To say the United Kingdom is sailing through very choppy water would be the understatement of the century. But whatever happens in the coming weeks, new Chancellor Jeremy Hunt is already steering the ship into calmer seas.
Britain will come through this, but First Minister Nicola Sturgeon has produced a chart which would take Scotland into an economic tempest of such ferocity it will make the last few weeks feel like an oasis of tranquillity.
Were Scotland to take the First Minster’s advice, no new resignation or election would halt the rapid descent into chaos. Independence is a once-and-for-all decision, and if recent events teach us anything it’s that markets don’t accept good intentions or sentiment as legal tender.
But with a self-assurance of those blinded by faith, the “Building a New Scotland” blueprint for independence Ms Sturgeon presented on Monday confirmed most of what critics of her plans have been saying for years.

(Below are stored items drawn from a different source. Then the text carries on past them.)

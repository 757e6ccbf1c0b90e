//! Eager validation of a whole document.
//!
//! Views only check their frame and decode elements as they are visited.
//! [`validate`] walks everything once, nested documents, arrays and
//! code-with-scope scopes included, so later traversals cannot fail.

use tracing::debug;

use crate::document::DocumentView;
use crate::element::Element;
use crate::error::{Error, Result};
use crate::reader::{frame_len, Reader};
use crate::types::{Bson, Type};

/// Deepest nesting of documents, arrays and scopes below the root that
/// [`validate`] accepts, as libbson does.
pub const MAX_DEPTH: usize = 100;

/// Options for [`validate`].
///
/// Structure is always checked, as is UTF-8 of keys and string values since
/// both are handed out as `&str`. The default checks nothing more.
///
/// ```rust
/// use bsondoc::validate::{validate, Validator};
///
/// let bytes = b"\x11\x00\x00\x00\x10$where\x00\x01\x00\x00\x00\x00";
/// assert!(validate(bytes, &Validator::default()).is_ok());
/// assert!(validate(bytes, &Validator::new().check_dollar_keys(true)).is_err());
/// ```
#[derive(Copy, Clone, Debug, Default, PartialEq, Eq)]
pub struct Validator {
    utf8: bool,
    utf8_allow_null: bool,
    empty_keys: bool,
    dot_keys: bool,
    dollar_keys: bool,
}

impl Validator {
    pub fn new() -> Self {
        Validator::default()
    }

    /// Reject string values holding a `\0`.
    pub fn check_utf8(mut self, on: bool) -> Self {
        self.utf8 = on;
        self
    }

    /// With `check_utf8`, let `\0` through after all.
    pub fn check_utf8_allow_null(mut self, on: bool) -> Self {
        self.utf8_allow_null = on;
        self
    }

    /// Reject empty keys.
    pub fn check_empty_keys(mut self, on: bool) -> Self {
        self.empty_keys = on;
        self
    }

    /// Reject keys containing `.`.
    pub fn check_dot_keys(mut self, on: bool) -> Self {
        self.dot_keys = on;
        self
    }

    /// Reject keys starting with `$`.
    pub fn check_dollar_keys(mut self, on: bool) -> Self {
        self.dollar_keys = on;
        self
    }

    fn check_key(&self, element: &Element) -> Result<()> {
        let key = element.key();
        let reason = if self.empty_keys && key.is_empty() {
            "empty key"
        } else if self.dot_keys && key.contains('.') {
            "key contains a dot"
        } else if self.dollar_keys && key.starts_with('$') {
            "key starts with a dollar sign"
        } else {
            return Ok(());
        };
        Err(Error::malformed(element.start(), reason))
    }

    fn check_text(&self, element: &Element, text: &str) -> Result<()> {
        if self.utf8 && !self.utf8_allow_null && text.contains('\0') {
            return Err(Error::malformed(element.offset(), "string contains a nul byte"));
        }
        Ok(())
    }
}

/// Checks every byte of `data` and returns the view on success. Errors carry
/// the offset of the first offending byte.
///
/// Documents nested more than [`MAX_DEPTH`] levels are rejected.
pub fn validate<'a>(data: &'a [u8], validator: &Validator) -> Result<DocumentView<'a>> {
    let view = DocumentView::new(data)?;
    walk(data, 0, validator, Type::Document, 0).map_err(|err| {
        debug!(%err, "document failed validation");
        err
    })?;
    Ok(view)
}

/// Walks the document at `bytes`, which starts `base` bytes into the
/// outermost one and `depth` levels below it.
fn walk(bytes: &[u8], base: usize, validator: &Validator, kind: Type, depth: usize) -> Result<()> {
    if depth > MAX_DEPTH {
        return Err(Error::malformed(base, "document nested too deeply"));
    }
    let size = frame_len(bytes, base)?;
    let mut reader = Reader::new(&bytes[4..size - 1], base + 4);

    while reader.remaining() > 0 {
        let element = Element::read(&mut reader)?;
        if kind == Type::Document {
            validator.check_key(&element)?;
        }
        match element.value()? {
            Bson::String(s) => validator.check_text(&element, &s.value)?,
            Bson::Code(c) => validator.check_text(&element, &c.code)?,
            Bson::Symbol(s) => validator.check_text(&element, &s.symbol)?,
            Bson::Document(_) => {
                walk(element.payload(), element.offset(), validator, Type::Document, depth + 1)?
            }
            Bson::Array(_) => {
                walk(element.payload(), element.offset(), validator, Type::Array, depth + 1)?
            }
            Bson::CodeWScope(c) => {
                validator.check_text(&element, &c.code)?;
                // total length, code length, code, terminator
                let at = element.offset() + 8 + c.code.len() + 1;
                walk(c.scope.as_bytes(), at, validator, Type::Document, depth + 1)?;
            }
            _ => {}
        }
    }
    Ok(())
}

Yes, there will be a hard trade border with England. Yes, the SNP plan is to jockey on the back sterling and the Bank of England with no control over money supply. Yes, they will try to double up with a new Scottish currency.
But no, they have no idea when an independent Scotland can stand on its own two feet. No, they have no idea how long it would take to set up a Central Bank. No, they have no idea how the £3,000-a-head deficit will be covered apart from and exorbitant borrowing and crippling taxes.
No, they have no idea how long the new country would be caught in a limbo, neither in the UK nor the EU. And no, the European Free Trade Association which numbers Norway amongst its members isn’t on her radar because the First Minister is so enthralled by EU membership.
Yes, she is prepared to throw the Scottish economy into the sea because she so loathes the UK that she is prepared to dump the Treasury, which pours billions into Scotland, so the Bundesbank in Frankfurt can call the shots.
Such is her soaring self-confidence it’s as if little things like currency upheaval and disruption to domestic trade don’t matter.
She might be happy to live in a cave like Robinson Crusoe with the other survivors of the shipwrecked Scottish economy if she ever got the chance to put her plans into practice, but whatever the uncertainties we face because of soaring global interest rates and turmoil caused by the worsening war in Ukraine, they are nothing compared to what would lie in store in the supposed utopia of Sturgeonland.
Ms Sturgeon’s breezy acceptance that “checks on certain goods generally take place physically at the border,” will mean lorry queues at Gretna and Berwick. Moving from sterling to Scottish money “as soon as practicable through a careful and managed transition” will mean a black economy like the end of the Soviet Union when everything was priced in roubles but everyone wanted paid in dollars.
Like the disastrous Darien Scheme, she is selling a journey to a land of limitless wealth but on arrival we will instead find an unforgiving landscape in which no-one owes you a living and bargains are driven harder than anything Scotland has had to negotiate for over 300 years.